African Elephants Surprise Box
15" tall x 12" wide x 5" deep
Before I started making Upright Ring and Reassembled Ring Teapots,
I was making Surprise Boxes. The origin of these pieces came
when I was teaching Ceramic Art at the Massachusetts College of
Liberal Arts from 1992 to 1994. There were only 6 potter’s
wheels for 12 students, so I would assign a handbuilding project
as well as a wheel project for each weekly class meeting, and the
students would take turns working at the worktable and the wheel. One
of the handbuilding projects was a closed-form slab box, and another
was a figurative animal or human sculpture.

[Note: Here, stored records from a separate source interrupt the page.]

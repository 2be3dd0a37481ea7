//! Shortening a path to a fixed width around a marker glyph.

use unicode_width::UnicodeWidthChar;

use crate::glyphs::width;

/// Where the marker sits in a shortened path, as a fraction of its length.
/// Closer to the front so the leaf directories stay visible.
pub const DEFAULT_POSITION: f64 = 0.25;

/// Split `text` into a head and tail that, with `marker` between them, fit
/// in `max_len` terminal columns.
///
/// Returns `(text, "")` when `text` already fits. The marker is placed at
/// column `round(max_len * position)` and pulled left when it would overhang
/// the end. Halves are cut on character boundaries, so the result is exactly
/// `max_len` wide unless a wide character straddles a cut, in which case it
/// is left out. When `max_len` is smaller than the marker both halves are
/// empty.
///
/// ```
/// use segments::snip::snip;
///
/// assert_eq!(snip("~/src/rust/project", 10, "…", 0.25), ("~/s".to_string(), "roject".to_string()));
/// assert_eq!(snip("~/src", 10, "…", 0.25), ("~/src".to_string(), String::new()));
/// ```
pub fn snip(text: &str, max_len: usize, marker: &str, position: f64) -> (String, String) {
    if width(text) <= max_len {
        return (text.to_string(), String::new());
    }

    let marker_len = width(marker);
    let wanted = (max_len as f64 * position.clamp(0.0, 1.0)).round() as usize;
    let split = wanted.min(max_len.saturating_sub(marker_len));
    let tail_len = max_len.saturating_sub(split + marker_len);

    let char_count = text.chars().count();
    let head_chars = chars_within(text.chars(), split);
    let tail_chars = chars_within(text.chars().rev(), tail_len);

    let head = text.chars().take(head_chars).collect();
    let tail = text.chars().skip(char_count - tail_chars).collect();
    (head, tail)
}

/// How many leading characters of `chars` fit in `columns`.
fn chars_within(chars: impl Iterator<Item = char>, columns: usize) -> usize {
    let mut used = 0;
    chars
        .take_while(|c| {
            used += c.width().unwrap_or(0);
            used <= columns
        })
        .count()
}
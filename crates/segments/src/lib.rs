//! Segment rendering engine for a single-line shell prompt.
//!
//! A prompt line is built from [`Segment`]s. Each segment is rendered by a
//! [`SegmentRenderer`] which records the unstyled width of everything it emits
//! in a [`Ledger`], so that the path can be truncated and the filler can pad
//! the line out to the terminal width. [`compose`] drives the renderer in the
//! order the ledger needs.

pub mod color;
pub mod composer;
pub mod context;
pub mod ddev;
pub mod error;
pub mod git;
pub mod glyphs;
pub mod host;
pub mod ledger;
pub mod projects;
pub mod renderer;
pub mod segment;
pub mod snip;
pub mod style;
pub mod terminal;
#[cfg(test)]
mod test_utils;
pub mod theme;

pub use composer::{
    ComposedLine,
    Layout,
    compose,
};
pub use context::{
    EnvironmentClass,
    PromptContext,
};
pub use error::{
    ColorError,
    ProjectError,
    ThemeError,
};
pub use host::{
    Host,
    SystemHost,
};
pub use ledger::Ledger;
pub use projects::{
    ProjectEntry,
    ProjectLookup,
    ProjectMatch,
    ProjectStore,
};
pub use renderer::{
    Decoration,
    RenderOptions,
    SegmentRenderer,
};
pub use segment::Segment;
pub use style::{
    ColorValue,
    Style,
    Styled,
};
pub use theme::Theme;
#[cfg(test)]
mod tests {
    use tracing_test::traced_test;

    use super::*;

    const STORE: &str = "\
# name\tpath\tcolor
web\t/home/u/web\t#112233

api\t/home/u/api\tred
nested\t/home/u/web/inner\t#445566
";

    fn store() -> ProjectStore {
        ProjectStore::parse("/tmp/unused", STORE)
    }

    #[test]
    fn test_parse_skips_comments_and_blanks() {
        let names: Vec<_> = store().entries().map(|e| e.name.clone()).collect();
        assert_eq!(names, vec!["web", "api", "nested"]);
    }

    #[test]
    fn test_lookup_nested_directory() {
        let found = store().lookup(Path::new("/home/u/web/src"));
        assert_eq!(found, ProjectMatch {
            name: "web".to_string(),
            background: "#112233".to_string(),
            foreground: scale_color("#112233", 3.0),
        });
        assert_eq!(found.foreground, "#336699");
    }

    #[test]
    fn test_lookup_first_match_in_file_order() {
        // "nested" is the longer prefix but "web" comes first in the file
        let found = store().lookup(Path::new("/home/u/web/inner/deeper"));
        assert_eq!(found.name, "web");
    }

    #[test]
    fn test_lookup_miss() {
        let found = store().lookup(Path::new("/home/u/other"));
        assert_eq!(found, ProjectMatch::none());
        assert!(!found.is_match());
        assert_eq!(found.background, "blue");
        assert_eq!(found.foreground, "white");

        // a shared string prefix is not a parent directory
        assert!(!store().lookup(Path::new("/home/u/website")).is_match());
    }

    #[test]
    fn test_lookup_named_color() {
        let found = store().lookup(Path::new("/home/u/api"));
        assert_eq!(found.background, "red");
        assert_eq!(found.foreground, DEFAULT_FOREGROUND);
    }

    #[test]
    fn test_list_sorted_by_path() {
        let names: Vec<_> = store().list().iter().map(|e| e.name.clone()).collect();
        assert_eq!(names, vec!["api", "web", "nested"]);
    }

    #[test]
    fn test_filter_is_case_insensitive_prefix() {
        let store = store();
        assert_eq!(store.filter("WE").len(), 1);
        assert_eq!(store.filter("n")[0].name, "nested");
        assert!(store.filter("x").is_empty());
        assert_eq!(store.filter("").len(), 3);
    }

    #[test]
    fn test_resolve_cd() {
        let store = store();
        let cwd = Path::new("/tmp");
        assert_eq!(store.resolve_cd(Some("api"), cwd), CdTarget::Jump(Path::new("/home/u/api")));
        assert!(matches!(store.resolve_cd(Some("zzz"), cwd), CdTarget::NoMatch(all) if all.len() == 3));

        let mut store = store;
        store.upsert(ProjectEntry {
            name: "webapp".to_string(),
            path: PathBuf::from("/srv/webapp"),
            color: "green".to_string(),
        });
        match store.resolve_cd(Some("web"), cwd) {
            CdTarget::Choose(entries) => {
                let names: Vec<_> = entries.iter().map(|e| e.name.as_str()).collect();
                assert_eq!(names, vec!["web", "webapp"]);
            },
            other => panic!("expected a choice, got {other:?}"),
        }
    }

    #[test]
    fn test_resolve_cd_without_query() {
        let store = store();
        assert_eq!(
            store.resolve_cd(None, Path::new("/home/u/api/src")),
            CdTarget::Jump(Path::new("/home/u/api"))
        );
        assert!(matches!(store.resolve_cd(None, Path::new("/home/u/api")), CdTarget::Choose(_)));
        assert!(matches!(store.resolve_cd(Some(""), Path::new("/elsewhere")), CdTarget::Choose(_)));
    }

    #[test]
    fn test_upsert_updates_in_place() {
        let mut store = store();
        let result = store.upsert(ProjectEntry {
            name: "api".to_string(),
            path: PathBuf::from("/srv/api"),
            color: "#000000".to_string(),
        });
        assert!(result.updated);

        let entries: Vec<_> = store.entries().collect();
        assert_eq!(entries.len(), 3);
        assert_eq!(entries[1].path, PathBuf::from("/srv/api"));
        assert_eq!(entries[1].color, "#000000");
    }

    #[test]
    fn test_remove() {
        let mut store = store();
        assert_eq!(store.remove("api").unwrap().name, "api");
        assert!(matches!(store.remove("api"), Err(ProjectError::NotFound(_))));
        // exact names only
        assert!(matches!(store.remove("we"), Err(ProjectError::NotFound(_))));
        assert_eq!(store.entries().count(), 2);
    }

    #[test]
    fn test_round_trip_keeps_comments() {
        let store = store();
        assert_eq!(store.to_file_contents(), STORE);
    }

    #[test]
    fn test_add_and_save() {
        let dir = tempfile::tempdir().unwrap();
        let project = dir.path().join("proj");
        fs::create_dir(&project).unwrap();
        let store_path = dir.path().join("projects");

        let mut store = ProjectStore::load(&store_path).unwrap();
        let added = store.add("proj", &project, Some("#2e004c")).unwrap();
        assert!(!added.updated);
        store.save().unwrap();

        let mut reloaded = ProjectStore::load(&store_path).unwrap();
        let entry = reloaded.entries().next().unwrap().clone();
        assert_eq!(entry.name, "proj");
        assert_eq!(entry.path, fs::canonicalize(&project).unwrap());
        assert_eq!(entry.color, "#2e004c");

        let updated = reloaded.add("proj", &project, None).unwrap();
        assert!(updated.updated);
        assert!(hex_to_rgb(&updated.entry.color).is_ok());
    }

    #[test]
    fn test_add_validation() {
        let dir = tempfile::tempdir().unwrap();
        let mut store = ProjectStore::empty(dir.path().join("projects"));

        assert!(matches!(
            store.add("has space", dir.path(), None),
            Err(ProjectError::InvalidName(_))
        ));
        assert!(matches!(
            store.add("ok", dir.path(), Some("chartreuse")),
            Err(ProjectError::InvalidColor(_))
        ));
        assert!(matches!(
            store.add("ok", &dir.path().join("missing"), None),
            Err(ProjectError::Io { .. })
        ));

        let file = dir.path().join("file");
        fs::write(&file, "").unwrap();
        assert!(matches!(store.add("ok", &file, None), Err(ProjectError::NotADirectory(_))));
    }

    #[test]
    fn test_short_hex_is_expanded() {
        let dir = tempfile::tempdir().unwrap();
        let mut store = ProjectStore::empty(dir.path().join("projects"));

        let added = store.add("short", dir.path(), Some("#a1c")).unwrap();
        assert_eq!(added.entry.color, "#aa11cc");
        let added = store.add("named", dir.path(), Some("cyan")).unwrap();
        assert_eq!(added.entry.color, "cyan");
    }

    #[test]
    fn test_validate_color() {
        for ok in ["red", "black", "#fff", "#2e004c", "#ABCDEF"] {
            assert!(validate_color(ok).is_ok(), "{ok}");
        }
        for bad in ["Red", "#ffff", "2e004c", "#gggggg", ""] {
            assert!(validate_color(bad).is_err(), "{bad}");
        }
    }

    #[test]
    #[traced_test]
    fn test_missing_store_is_empty() {
        let dir = tempfile::tempdir().unwrap();
        let store = ProjectStore::load(dir.path().join("nope")).unwrap();
        assert_eq!(store.entries().count(), 0);
        assert!(logs_contain("No projects file found"));
    }
}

I started to perch my figurative sculptures on top of my slab-built
boxes, and then I got the idea to also hide a figurative sculpture
inside the box. I would glaze the box and figures separately,
then put them together in the glaze kiln and allow the melted glaze
to glue the figures onto the lid and inside the box. You
may see a photo of one of my early efforts in the Articles section
of this web site, “Puffin-Handled Box,” on page 50
of the November 1995 Ceramics Monthly magazine article, “Teaching
In The Studio.”
In the beginning I made quickly and casually-modeled figures of
frogs, pigs, dogs, cats, penguins, and other animals, but soon
grew dissatisfied with their cartoon-like appearance, and started
consulting book and magazine pictures of the animals I wanted to
model. I remember looking in our bird identification books
to see details of how a Pacific Puffin looks for the Puffin Box. I
challenged myself to increase my knowledge and skill, both in sculpting
and glazing, until I had accumulated a stack of animal picture
books and magazines at least two feet tall! Often I would
spread out and consult more than a dozen pictures to be able to
visualize every detail of each animal. Animals I eventually
modeled, as anatomically correctly and species-specific as I could
achieve, included the African rhinoceros, King penguin, Pacific
puffin, Parson’s and Oustalet’s chameleons, North American
mountain goat, Giant panda, African giraffe, Mountain gorilla,
and Madagascar lemur, as well as the sea turtles and elephants
depicted here.
My concept was to have an adult mother figure on the lid, and
when the viewer opens the box the baby of the species is displayed
inside. I chose the African elephant rather than the Indian
elephant as my subject, because the African elephant has larger
ears, and I liked their look better. In the course of my
research on elephant sculpture, I found that elephants are most
often sculpted with their trunks raised, as this represents a so-called “happy
elephant.” I had done this instinctively and in ignorance
of this convention. Both male and female adult elephants
have tusks, so I put tusks on the lid figure, but babies and juveniles
do not grow tusks until adulthood, so the baby inside the Surprise
Box has none. I mixed a special matt gray glaze to represent
the non-reflective surface of the elephant’s hide, and glazed
the surface of the thrown spherical Surprise Box in matt and glossy
greens/browns/purples to represent the jungle habitat of the African
Elephant. I am particularly proud of my success in capturing
the proportions and surface qualities of the African elephant in
this “African Elephants Surprise Box.”
I like these Surprise Boxes very much, but set the series aside
soon after I completed my first reassembled ring teapot without
animal figures, the “Pink Pentagonal
Cross-Section Reassembled Ring Teapot,” which eventually found its way onto the cover
of the March 2002 Ceramics Monthly magazine. I had to concentrate
on one focus the relatively small amount of creative clay work
time I had available, and I chose the reassembled ring teapots
as a richer and more rewarding avenue of artistic inquiry.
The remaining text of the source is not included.